Your goal: Copy the entries exactly, through the "impl Default for" line.

[Collected data]
━━━━━━━━━━━━━━━━━━━━━━━━━━━━━━

//! Bounded retry loop around cloud API calls.
//!
//! Each call is repeated on a fixed interval while it fails with a
//! transient error, until it succeeds, fails with a non-retryable error,
//! or the timeout elapses.

use crate::error::{ProviderError, Result};
use std::future::Future;
use std::time::Duration;
use tokio::time::Instant;
use tracing::{debug, warn};

/// Timeout for retried read calls.
pub const READ_RETRY_TIMEOUT: Duration = Duration::from_secs(3 * 60);

/// Timeout for retried write calls.
pub const WRITE_RETRY_TIMEOUT: Duration = Duration::from_secs(5 * 60);

/// Pause between attempts.
pub const DEFAULT_RETRY_INTERVAL: Duration = Duration::from_secs(1);

/// Extra code most monitor calls treat as transient.
pub const INTERNAL_ERROR: &str = "InternalError";

/// Codes that are always considered transient.
pub const RETRYABLE_ERROR_CODES: &[&str] = &[
    crate::error::CLIENT_NETWORK_ERROR,
    crate::error::CLIENT_HTTP_STATUS_ERROR,
    "RequestLimitExceeded",
    "ResourceInUse",
    "ResourceInsufficient",
    "ResourceUnavailable",
    "ResourceBusy",
    "TradeUnknownError",
];

/// Timeouts and pacing for retried calls.
#[derive(Debug, Clone, Copy, PartialEq, Eq)]
pub struct RetryConfig {
    /// Timeout for read calls.
    pub read_timeout: Duration,
    /// Timeout for write calls.
    pub write_timeout: Duration,
    /// Pause between attempts, also used as the poll interval of waiters.
    pub interval: Duration,
}

impl Default for RetryConfig {
    fn default() -> Self {
        Self {
            read_timeout: READ_RETRY_TIMEOUT,
            write_timeout: WRITE_RETRY_TIMEOUT,
            interval: DEFAULT_RETRY_INTERVAL,
        }
    }
}

/// Outcome of one attempt that did not succeed.
#[derive(Debug)]
pub enum RetryError {
    /// Try again after the interval.
    Retryable(ProviderError),
    /// Stop and return the error.
    NonRetryable(ProviderError),
}

impl RetryError {
    /// The wrapped error.
    pub fn into_inner(self) -> ProviderError {
        match self {
            Self::Retryable(err) | Self::NonRetryable(err) => err,
        }
    }
}

/// Whether `code` matches `expected` exactly or as a dotted sub-code.
pub fn is_expect_error(code: &str, expected: &[&str]) -> bool {
    expected.iter().any(|e| {
        code == *e
            || code
                .strip_prefix(e)
                .is_some_and(|rest| rest.starts_with('.'))
    })
}

/// Classify `err`: API errors whose code is in [`RETRYABLE_ERROR_CODES`] or
/// `additional` are retryable, everything else is not.
pub fn retry_error(err: ProviderError, additional: &[&str]) -> RetryError {
    let retryable = err
        .api_code()
        .is_some_and(|code| is_expect_error(code, RETRYABLE_ERROR_CODES) || is_expect_error(code, additional));
    if retryable {
        RetryError::Retryable(err)
    } else {
        RetryError::NonRetryable(err)
    }
}

/// Run `f` until it succeeds, returns a non-retryable error, or `timeout` elapses.
pub async fn retry<T, F, Fut>(timeout: Duration, interval: Duration, mut f: F) -> Result<T>
where
    F: FnMut() -> Fut,
    Fut: Future<Output = std::result::Result<T, RetryError>>,
{
    let deadline = Instant::now() + timeout;
    let mut attempt: u32 = 0;
    loop {
        attempt += 1;
        match f().await {
            Ok(value) => return Ok(value),
            Err(RetryError::NonRetryable(err)) => return Err(err),
            Err(RetryError::Retryable(err)) => {
                let now = Instant::now();
                if now + interval > deadline {
                    warn!(attempt, error = %err, "retry timed out");
                    return Err(ProviderError::DeadlineExceeded(format!(
                        "timeout after {:?}, last error: {}",
                        timeout, err
                    )));
                }
                debug!(attempt, error = %err, "retrying");
                tokio::time::sleep(interval).await;
            },
        }
    }
}
//! `tencentcloud_monitor_grafana_env_config`.

use super::service::GrafanaService;
use crate::connectivity::TencentCloudClient;
use crate::error::Result;
use crate::resource::Resource;
use crate::schema::{Attribute, AttributeFlags, Schema};
use crate::state::ResourceData;
use async_trait::async_trait;
use std::collections::BTreeMap;

/// `tencentcloud_monitor_grafana_env_config`
pub struct GrafanaEnvConfig;

impl GrafanaEnvConfig {
    async fn apply(client: &TencentCloudClient, instance_id: &str, envs: &BTreeMap<String, String>) -> Result<()> {
        let service = GrafanaService::new(client);
        service.update_environments(instance_id, envs).await?;
        service.wait_instance_running(instance_id).await
    }
}

#[async_trait]
impl Resource for GrafanaEnvConfig {
    fn name(&self) -> &'static str {
        "tencentcloud_monitor_grafana_env_config"
    }

    fn schema(&self) -> Schema {
        Schema::v0()
            .with_attribute("instance_id", Attribute::required_string().with_description("Grafana instance id."))
            .with_attribute(
                "envs",
                Attribute::string_map(AttributeFlags::optional())
                    .with_description("Grafana environment variables."),
            )
    }

    fn immutable_args(&self) -> &'static [&'static str] {
        &["instance_id"]
    }

    async fn create(&self, client: &TencentCloudClient, d: &mut ResourceData) -> Result<()> {
        let instance_id = d.require_str("instance_id")?.to_string();
        let envs: BTreeMap<String, String> = d.decode_key("envs")?;
        Self::apply(client, &instance_id, &envs).await?;
        d.set_id(instance_id);
        self.read(client, d).await
    }

    async fn read(&self, client: &TencentCloudClient, d: &mut ResourceData) -> Result<()> {
        let instance_id = d.id().to_string();
        let service = GrafanaService::new(client);
        if !service.instance_exists(&instance_id).await? {
            d.set_id("");
            return Ok(());
        }
        let envs = service.describe_environments(&instance_id).await?;
        d.set("instance_id", instance_id);
        d.set("envs", serde_json::to_value(envs)?);
        Ok(())
    }

    async fn update(&self, client: &TencentCloudClient, d: &mut ResourceData) -> Result<()> {
        if d.has_change("envs") {
            let instance_id = d.id().to_string();
            let envs: BTreeMap<String, String> = d.decode_key("envs")?;
            Self::apply(client, &instance_id, &envs).await?;
        }
        self.read(client, d).await
    }

    async fn delete(&self, client: &TencentCloudClient, d: &mut ResourceData) -> Result<()> {
        let instance_id = d.id().to_string();
        Self::apply(client, &instance_id, &BTreeMap::new()).await
    }
}
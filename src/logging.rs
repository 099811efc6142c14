//! Logging and tracing utilities.
//!
//! All logs go to **stderr** through a `tracing` subscriber filtered by
//! `RUST_LOG`. Every CRUD callback runs inside a span carrying a `log_id`
//! so the API calls it issues can be correlated.
//!
//! ```bash
//! # Show the request and response body of every API call
//! RUST_LOG=tencentcloud_provider=debug ./host
//! ```

use std::time::Instant;
use tracing_subscriber::{fmt, prelude::*, EnvFilter};

fn filter(default_level: &str) -> EnvFilter {
    EnvFilter::try_from_default_env().unwrap_or_else(|_| EnvFilter::new(default_level))
}

fn stderr_layer<S>() -> impl tracing_subscriber::Layer<S>
where
    S: tracing::Subscriber + for<'a> tracing_subscriber::registry::LookupSpan<'a>,
{
    fmt::layer()
        .with_writer(std::io::stderr)
        .with_target(true)
        .with_thread_ids(false)
        .with_file(false)
        .with_line_number(false)
}

/// Initialize the default logging subscriber at `info` level.
///
/// # Panics
///
/// Panics if a global subscriber has already been set.
pub fn init_logging() {
    init_logging_with_default("info");
}

/// Initialize logging with a default level used when `RUST_LOG` is unset.
///
/// # Panics
///
/// Panics if a global subscriber has already been set.
pub fn init_logging_with_default(default_level: &str) {
    tracing_subscriber::registry()
        .with(filter(default_level))
        .with(stderr_layer())
        .init();
}

/// Try to initialize logging, returning false if already initialized.
pub fn try_init_logging() -> bool {
    tracing_subscriber::registry()
        .with(filter("info"))
        .with(stderr_layer())
        .try_init()
        .is_ok()
}

/// Generate a fresh correlation id for one callback invocation.
pub fn new_log_id() -> String {
    uuid::Uuid::new_v4().to_string()
}

/// Logs how long an operation took when dropped.
#[derive(Debug)]
pub struct LogElapsed {
    operation: String,
    started: Instant,
}

impl LogElapsed {
    /// Start timing `operation`.
    pub fn new(operation: impl Into<String>) -> Self {
        Self {
            operation: operation.into(),
            started: Instant::now(),
        }
    }
}

impl Drop for LogElapsed {
    fn drop(&mut self) {
        tracing::debug!(
            operation = %self.operation,
            elapsed_ms = self.started.elapsed().as_millis() as u64,
            "elapsed"
        );
    }
}
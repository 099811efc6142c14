//! `tencentcloud_monitor_tmp_grafana_config`: the JSON configuration of a
//! Grafana instance.

use super::service::GrafanaService;
use crate::connectivity::TencentCloudClient;
use crate::error::{ProviderError, Result};
use crate::resource::Resource;
use crate::schema::{Attribute, Schema};
use crate::state::ResourceData;
use async_trait::async_trait;
use serde_json::Value;

/// Config written on delete.
const EMPTY_CONFIG: &str = "{}";

/// Reject config strings that are not a JSON object.
fn check_config(config: &str) -> Result<()> {
    match serde_json::from_str::<Value>(config) {
        Ok(Value::Object(_)) => Ok(()),
        _ => Err(ProviderError::Validation(format!(
            "config must be a JSON object, got {}",
            config
        ))),
    }
}

/// `tencentcloud_monitor_tmp_grafana_config`: `grafana.ini` overrides.
pub struct TmpGrafanaConfig;

impl TmpGrafanaConfig {
    async fn apply(client: &TencentCloudClient, instance_id: &str, config: &str) -> Result<()> {
        let service = GrafanaService::new(client);
        service.update_config(instance_id, config).await?;
        service.wait_instance_running(instance_id).await
    }
}

#[async_trait]
impl Resource for TmpGrafanaConfig {
    fn name(&self) -> &'static str {
        "tencentcloud_monitor_tmp_grafana_config"
    }

    fn schema(&self) -> Schema {
        Schema::v0()
            .with_attribute("instance_id", Attribute::required_string().with_description("Grafana instance id."))
            .with_attribute(
                "config",
                Attribute::optional_computed_string().with_description("JSON encoded Grafana configuration."),
            )
    }

    fn immutable_args(&self) -> &'static [&'static str] {
        &["instance_id"]
    }

    async fn create(&self, client: &TencentCloudClient, d: &mut ResourceData) -> Result<()> {
        let instance_id = d.require_str("instance_id")?.to_string();
        if let Some(config) = d.get_str("config") {
            check_config(config)?;
            Self::apply(client, &instance_id, config).await?;
        }
        d.set_id(instance_id);
        self.read(client, d).await
    }

    async fn read(&self, client: &TencentCloudClient, d: &mut ResourceData) -> Result<()> {
        let instance_id = d.id().to_string();
        let service = GrafanaService::new(client);
        if !service.instance_exists(&instance_id).await? {
            d.set_id("");
            return Ok(());
        }
        let config = service.describe_config(&instance_id).await?;
        d.set("instance_id", instance_id);
        d.set("config", config);
        Ok(())
    }

    async fn update(&self, client: &TencentCloudClient, d: &mut ResourceData) -> Result<()> {
        if d.has_change("config") {
            let instance_id = d.id().to_string();
            let config = d.get_str("config").unwrap_or(EMPTY_CONFIG);
            check_config(config)?;
            Self::apply(client, &instance_id, config).await?;
        }
        self.read(client, d).await
    }

    async fn delete(&self, client: &TencentCloudClient, d: &mut ResourceData) -> Result<()> {
        let instance_id = d.id().to_string();
        Self::apply(client, &instance_id, EMPTY_CONFIG).await
    }
}
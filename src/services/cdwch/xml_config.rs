//! `tencentcloud_clickhouse_xml_config`: content of one XML config file of an
//! instance. Files always exist, so create adopts the file and writes the
//! configured content, and delete only forgets it.

use super::model::{ConfigSubmitContext, ModifyClusterConfigsRequest};
use super::service::CdwchService;
use crate::connectivity::TencentCloudClient;
use crate::error::{ProviderError, Result};
use crate::helper::{build_id, non_empty, parse_id};
use crate::resource::Resource;
use crate::schema::{Attribute, Block, NestedBlock, Schema};
use crate::state::ResourceData;
use async_trait::async_trait;
use serde::{Deserialize, Serialize};

#[derive(Debug, Clone, Default, Serialize, Deserialize)]
#[serde(default)]
struct ConfContext {
    file_name: String,
    new_conf_value: String,
    file_path: Option<String>,
}

fn conf_context(d: &ResourceData) -> Result<ConfContext> {
    d.decode_key::<Vec<ConfContext>>("modify_conf_context")?
        .into_iter()
        .next()
        .filter(|c| !c.file_name.is_empty())
        .ok_or_else(|| ProviderError::Validation("argument `modify_conf_context` is required".to_string()))
}

/// `tencentcloud_clickhouse_xml_config`: content of an existing XML file. Delete only forgets it.
pub struct ClickhouseXmlConfig;

impl ClickhouseXmlConfig {
    async fn apply(&self, client: &TencentCloudClient, instance_id: &str, ctx: ConfContext) -> Result<()> {
        let service = CdwchService::new(client);
        let current = service
            .describe_cluster_configs(instance_id)
            .await?
            .into_iter()
            .find(|c| c.file_name == ctx.file_name)
            .ok_or_else(|| {
                ProviderError::NotFound(format!(
                    "config file {} not found on instance {}",
                    ctx.file_name, instance_id
                ))
            })?;

        let req = ModifyClusterConfigsRequest {
            instance_id: instance_id.to_string(),
            modify_conf_context: vec![ConfigSubmitContext {
                file_name: ctx.file_name,
                new_conf_value: ctx.new_conf_value,
                old_conf_value: Some(current.ori_param),
                file_path: non_empty(ctx.file_path).or_else(|| non_empty(Some(current.file_path))),
            }],
        };
        service.modify_cluster_configs(&req).await?;
        service.wait_instance_serving(instance_id).await
    }
}

#[async_trait]
impl Resource for ClickhouseXmlConfig {
    fn name(&self) -> &'static str {
        "tencentcloud_clickhouse_xml_config"
    }

    fn schema(&self) -> Schema {
        Schema::v0()
            .with_attribute(
                "instance_id",
                Attribute::required_string().with_description("Instance id."),
            )
            .with_block(
                "modify_conf_context",
                NestedBlock::single(
                    Block::new()
                        .with_attribute(
                            "file_name",
                            Attribute::required_string().with_description("Configuration file name."),
                        )
                        .with_attribute(
                            "new_conf_value",
                            Attribute::required_string()
                                .with_description("New content of the configuration file, base64 encoded."),
                        )
                        .with_attribute(
                            "file_path",
                            Attribute::optional_computed_string().with_description("Path of the configuration file."),
                        ),
                )
                .with_min_items(1),
            )
    }

    fn immutable_args(&self) -> &'static [&'static str] {
        &["instance_id"]
    }

    async fn create(&self, client: &TencentCloudClient, d: &mut ResourceData) -> Result<()> {
        let instance_id = d.require_str("instance_id")?.to_string();
        let ctx = conf_context(d)?;
        let file_name = ctx.file_name.clone();

        self.apply(client, &instance_id, ctx).await?;
        d.set_id(build_id(&[&instance_id, &file_name]));
        self.read(client, d).await
    }

    async fn read(&self, client: &TencentCloudClient, d: &mut ResourceData) -> Result<()> {
        let id = d.id().to_string();
        let parts = parse_id(&id, 2)?;
        let (instance_id, file_name) = (parts[0], parts[1]);

        let configs = CdwchService::new(client)
            .describe_cluster_configs(instance_id)
            .await?;
        let Some(config) = configs.into_iter().find(|c| c.file_name == file_name) else {
            d.set_id("");
            return Ok(());
        };

        d.set("instance_id", instance_id);
        let ctx = vec![ConfContext {
            file_name: config.file_name,
            new_conf_value: config.ori_param,
            file_path: non_empty(Some(config.file_path)),
        }];
        d.set("modify_conf_context", serde_json::to_value(ctx)?);
        Ok(())
    }

    async fn update(&self, client: &TencentCloudClient, d: &mut ResourceData) -> Result<()> {
        let id = d.id().to_string();
        let parts = parse_id(&id, 2)?;

        if d.has_change("modify_conf_context") {
            let ctx = conf_context(d)?;
            if ctx.file_name != parts[1] {
                return Err(ProviderError::Validation(
                    "argument `modify_conf_context.file_name` cannot be changed".to_string(),
                ));
            }
            self.apply(client, parts[0], ctx).await?;
        }
        self.read(client, d).await
    }

    async fn delete(&self, _client: &TencentCloudClient, _d: &mut ResourceData) -> Result<()> {
        Ok(())
    }
}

━━━━━━━━━━━━━━━━━━━━━━━━━━━━━━

Solved exercise:
//! Bounded retry loop around cloud API calls.
//!
//! Each call is repeated on a fixed interval while it fails with a
//! transient error, until it succeeds, fails with a non-retryable error,
//! or the timeout elapses.

use crate::error::{ProviderError, Result};
use std::future::Future;
use std::time::Duration;
use tokio::time::Instant;
use tracing::{debug, warn};

/// Timeout for retried read calls.
pub const READ_RETRY_TIMEOUT: Duration = Duration::from_secs(3 * 60);

/// Timeout for retried write calls.
pub const WRITE_RETRY_TIMEOUT: Duration = Duration::from_secs(5 * 60);

/// Pause between attempts.
pub const DEFAULT_RETRY_INTERVAL: Duration = Duration::from_secs(1);

/// Extra code most monitor calls treat as transient.
pub const INTERNAL_ERROR: &str = "InternalError";

/// Codes that are always considered transient.
pub const RETRYABLE_ERROR_CODES: &[&str] = &[
    crate::error::CLIENT_NETWORK_ERROR,
    crate::error::CLIENT_HTTP_STATUS_ERROR,
    "RequestLimitExceeded",
    "ResourceInUse",
    "ResourceInsufficient",
    "ResourceUnavailable",
    "ResourceBusy",
    "TradeUnknownError",
];

/// Timeouts and pacing for retried calls.
#[derive(Debug, Clone, Copy, PartialEq, Eq)]
pub struct RetryConfig {
    /// Timeout for read calls.
    pub read_timeout: Duration,
    /// Timeout for write calls.
    pub write_timeout: Duration,
    /// Pause between attempts, also used as the poll interval of waiters.
    pub interval: Duration,
}

impl Default for RetryConfig {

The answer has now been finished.